10KA’s appeal is denied.
Issues 2-8: Treatment and Assessment Plans
11Sections 14 and 15 of the Schedule provide that an insurer is only liable to pay for medical expenses that are reasonable and necessary as a result of the accident [emphasis mine]. Section 15(1) specifies that medical benefits shall pay for expenses incurred by or on behalf of the applicant as a result of the accident.
12If I find that the injuries for which the applicant seeks medical benefits for treatment, including medications, were not sustained as a result of the accident, I will not need to determine whether the disputed treatment plans (issues 2-8) are reasonable and necessary.
Were KA’s injuries a result of the accident?
13KA was involved in an unrelated subsequent motor vehicle accident (“the second accident”) on November 17, 2016. KA has opened an accident benefits claim for injuries allegedly sustained in the second accident. That claim has not been related to this one.
14According to Aviva, KA advised that in the second accident, her body was thrown back and her head struck the headrest. KA claims to have immediately developed headaches, dizziness and vomiting for three days after the second accident.
15Aviva submits that KA did not seek medical attention for injuries allegedly sustained in the first accident until November 30, 2016 – two weeks after the second accident – according to the clinical notes and records (CNRs) of her family physician, Dr. Marta Czerner.
16In a consultation report dated March 29, 2017, Dr. Viacheslav Prigozhikh, neurologist, concluded that KA had sustained a concussion in the second accident and diagnosed her with post-traumatic migraine.

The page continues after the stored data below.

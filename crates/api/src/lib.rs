//! HTTP API layer with Axum routes.
//!
//! This crate provides:
//! - REST API routes for ledgers, categories, bank statement import,
//!   monthly PDF statements and the financial report
//! - Shared application state
//! - JSON error responses

pub mod pdf;
pub mod routes;

use axum::Router;
use axum::extract::DefaultBodyLimit;
use committee_core::clock::{Clock, SystemClock};
use committee_core::storage::{BlobLedgerStore, StorageConfig, StorageError};
use committee_shared::AppConfig;
use std::sync::Arc;
use tower_http::cors::{Any, CorsLayer};
use tower_http::trace::TraceLayer;

/// Largest accepted request body; bank statements are the biggest payload.
pub const MAX_BODY_BYTES: usize = 5 * 1024 * 1024;

/// Application state shared across handlers.
#[derive(Clone)]
pub struct AppState {
    /// Blob-backed ledger store.
    pub store: Arc<BlobLedgerStore>,
    /// Source of today's date for report periods.
    pub clock: Arc<dyn Clock>,
}

impl AppState {
    /// Wraps a ledger store, reading dates from the UTC wall clock.
    #[must_use]
    pub fn new(store: BlobLedgerStore) -> Self {
        Self {
            store: Arc::new(store),
            clock: Arc::new(SystemClock::default()),
        }
    }

    /// Replaces the clock.
    #[must_use]
    pub fn with_clock(mut self, clock: impl Clock + 'static) -> Self {
        self.clock = Arc::new(clock);
        self
    }

    /// Builds the ledger store described by the application configuration.
    ///
    /// # Errors
    ///
    /// Returns an error if the storage settings are invalid or the backend
    /// cannot be initialized.
    pub fn from_config(config: &AppConfig) -> Result<Self, StorageError> {
        let store = BlobLedgerStore::from_config(StorageConfig::from_app_config(config)?)?;
        Ok(Self::new(store))
    }
}

/// Creates the main application router.
pub fn create_router(state: AppState) -> Router {
    Router::new()
        .merge(routes::api_routes())
        .layer(DefaultBodyLimit::max(MAX_BODY_BYTES))
        .layer(TraceLayer::new_for_http())
        .layer(
            CorsLayer::new()
                .allow_origin(Any)
                .allow_methods(Any)
                .allow_headers(Any),
        )
        .with_state(state)
}
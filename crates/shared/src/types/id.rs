//! Transaction identifiers.
//!
//! Identifiers are generated by whoever creates the transaction (usually the
//! client) and are otherwise opaque: any non-empty string read from storage is
//! accepted as-is.

use serde::{Deserialize, Serialize};
use uuid::Uuid;

/// Unique identifier for a ledger transaction.
#[derive(Debug, Clone, PartialEq, Eq, Hash, PartialOrd, Ord, Serialize, Deserialize)]
#[serde(transparent)]
pub struct TransactionId(String);

impl TransactionId {
    /// Creates a new random ID (UUID v4).
    #[must_use]
    pub fn new() -> Self {
        Self(Uuid::new_v4().to_string())
    }

    /// Wraps an existing identifier.
    #[must_use]
    pub fn from_string(id: impl Into<String>) -> Self {
        Self(id.into())
    }

    /// Returns the identifier as a string slice.
    #[must_use]
    pub fn as_str(&self) -> &str {
        &self.0
    }
}

impl Default for TransactionId {
    fn default() -> Self {
        Self::new()
    }
}

impl std::fmt::Display for TransactionId {
    fn fmt(&self, f: &mut std::fmt::Formatter<'_>) -> std::fmt::Result {
        f.write_str(&self.0)
    }
}
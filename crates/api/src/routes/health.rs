//! Health check endpoints.

use axum::{Json, Router, routing::get};
use serde::Serialize;

use crate::AppState;

/// Health check response.
#[derive(Serialize)]
pub struct HealthResponse {
    /// Service status.
    pub status: &'static str,
    /// Service version.
    pub version: &'static str,
}

/// Health check handler.
async fn health_check() -> Json<HealthResponse> {
    Json(HealthResponse {
        status: "healthy",
        version: env!("CARGO_PKG_VERSION"),
    })
}

/// Creates health check routes.
pub fn routes() -> Router<AppState> {
    Router::new().route("/health", get(health_check))
}
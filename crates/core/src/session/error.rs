//! Session error types.

use thiserror::Error;

use crate::ledger::{AccountType, LedgerError};

/// Errors returned synchronously by session commands.
///
/// Store failures are never returned here; they surface as a failed view or
/// a failed save outcome.
#[derive(Debug, Clone, PartialEq, Eq, Error)]
pub enum SessionError {
    /// The entry was rejected before any state changed.
    #[error(transparent)]
    Ledger(#[from] LedgerError),

    /// No month set is loaded for the active account type.
    #[error("{ledger_type} ledger is not loaded")]
    NotReady {
        /// Active account type.
        ledger_type: AccountType,
    },
}

impl SessionError {
    /// Returns the error code for API responses.
    #[must_use]
    pub fn error_code(&self) -> &'static str {
        match self {
            Self::Ledger(e) => e.error_code(),
            Self::NotReady { .. } => "LEDGER_NOT_READY",
        }
    }
}
//! Core business logic for the committee ledger.
//!
//! This crate contains the ledger engine with ZERO web dependencies.
//! Domain types, validation rules, and balance calculations live here,
//! alongside the storage boundary the engine persists through.
//!
//! # Modules
//!
//! - `ledger` - Monthly ledgers, reconciliation, entry, categories, bank import
//! - `clock` - Injected source of the current month
//! - `storage` - `LedgerStore` trait and the OpenDAL blob store
//! - `session` - Type-switch race guarding and optimistic saves

pub mod clock;
pub mod ledger;
pub mod session;
pub mod storage;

17KA does not contest any of Aviva’s submissions with respect to causation. In fact, her submission fails to mention the second accident at all, although she reported it to medical assessors.2
18I find that KA has failed to show that the injuries for which she seeks treatment were a result of the accident. As a result, I will not assess the treatment plans in detail to determine whether they are reasonable and necessary.
CONCLUSION
19KA’s appeal is denied; accordingly, there are no overdue benefit payments and therefore no interest is owing to WLL.
Released: August 8, 2019
___________________________
Christopher A. Ferguson
Adjudicator
Footnotes
- O.Reg. 34/10
- For example, Dr. Howard Waiser, psychologist, who notes it in his IE report dated May 3, 2018.